**RECORDS FOR THE TASK**
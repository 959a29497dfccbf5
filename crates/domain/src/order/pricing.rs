//! Order pricing.

use common::Money;
use store::CartLine;

use crate::error::PricingError;

/// Sums `unit_price * quantity` over the price snapshots of a cart.
///
/// Computed once when the order is created; the stored total is never
/// re-derived from current product prices.
pub fn total_price(lines: &[CartLine]) -> Result<Money, PricingError> {
    lines.iter().try_fold(Money::zero(), |total, line| {
        line.line_total()
            .and_then(|line_total| total.checked_add(line_total))
            .ok_or(PricingError::Overflow {
                product_id: line.product_id,
            })
    })
}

**TASK DESCRIPTION**
For every record above, print an exact copy.

**EXERCISE RESPONSE**
repository 959a29497dfccbf5
filename crates/domain/src/order/pricing.rs
//! Order pricing.

use common::Money;
use store::CartLine;

use crate::error::PricingError;

/// Sums `unit_price * quantity` over the price snapshots of a cart.
///
/// Computed once when the order is created; the stored total is never
/// re-derived from current product prices.
pub fn total_price(lines: &[CartLine]) -> Result<Money, PricingError> {
    lines.iter().try_fold(Money::zero(), |total, line| {
        line.line_total()
            .and_then(|line_total| total.checked_add(line_total))
            .ok_or(PricingError::Overflow {
                product_id: line.product_id,
            })
    })
}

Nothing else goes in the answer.